▶ _TASK DIRECTIONS_
Pick out the lines below that contain the string "impl" and copy them all.

SUPPLIED MATERIAL: Begin

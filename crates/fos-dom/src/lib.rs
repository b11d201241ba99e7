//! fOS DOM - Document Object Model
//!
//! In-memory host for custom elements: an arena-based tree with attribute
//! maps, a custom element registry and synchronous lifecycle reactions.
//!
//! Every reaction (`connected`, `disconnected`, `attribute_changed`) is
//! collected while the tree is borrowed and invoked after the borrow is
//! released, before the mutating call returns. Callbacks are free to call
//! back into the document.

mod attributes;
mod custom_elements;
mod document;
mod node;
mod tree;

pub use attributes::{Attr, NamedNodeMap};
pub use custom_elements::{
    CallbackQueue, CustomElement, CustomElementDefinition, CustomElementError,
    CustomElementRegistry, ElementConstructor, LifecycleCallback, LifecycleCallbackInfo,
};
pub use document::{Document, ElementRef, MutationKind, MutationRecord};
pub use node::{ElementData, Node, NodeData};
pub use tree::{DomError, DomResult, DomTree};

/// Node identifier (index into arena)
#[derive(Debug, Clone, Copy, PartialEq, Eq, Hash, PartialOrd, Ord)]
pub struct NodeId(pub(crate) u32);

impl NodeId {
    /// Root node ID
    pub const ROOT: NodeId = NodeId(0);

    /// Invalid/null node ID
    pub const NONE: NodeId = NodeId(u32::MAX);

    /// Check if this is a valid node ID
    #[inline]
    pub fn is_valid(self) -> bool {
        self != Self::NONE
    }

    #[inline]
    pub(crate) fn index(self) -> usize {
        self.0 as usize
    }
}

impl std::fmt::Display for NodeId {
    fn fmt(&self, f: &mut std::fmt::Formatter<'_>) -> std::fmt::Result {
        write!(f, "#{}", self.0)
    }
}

SUPPLIED MATERIAL: End

▶ _WRITTEN ANSWER_
impl NodeId {
impl std::fmt::Display for NodeId {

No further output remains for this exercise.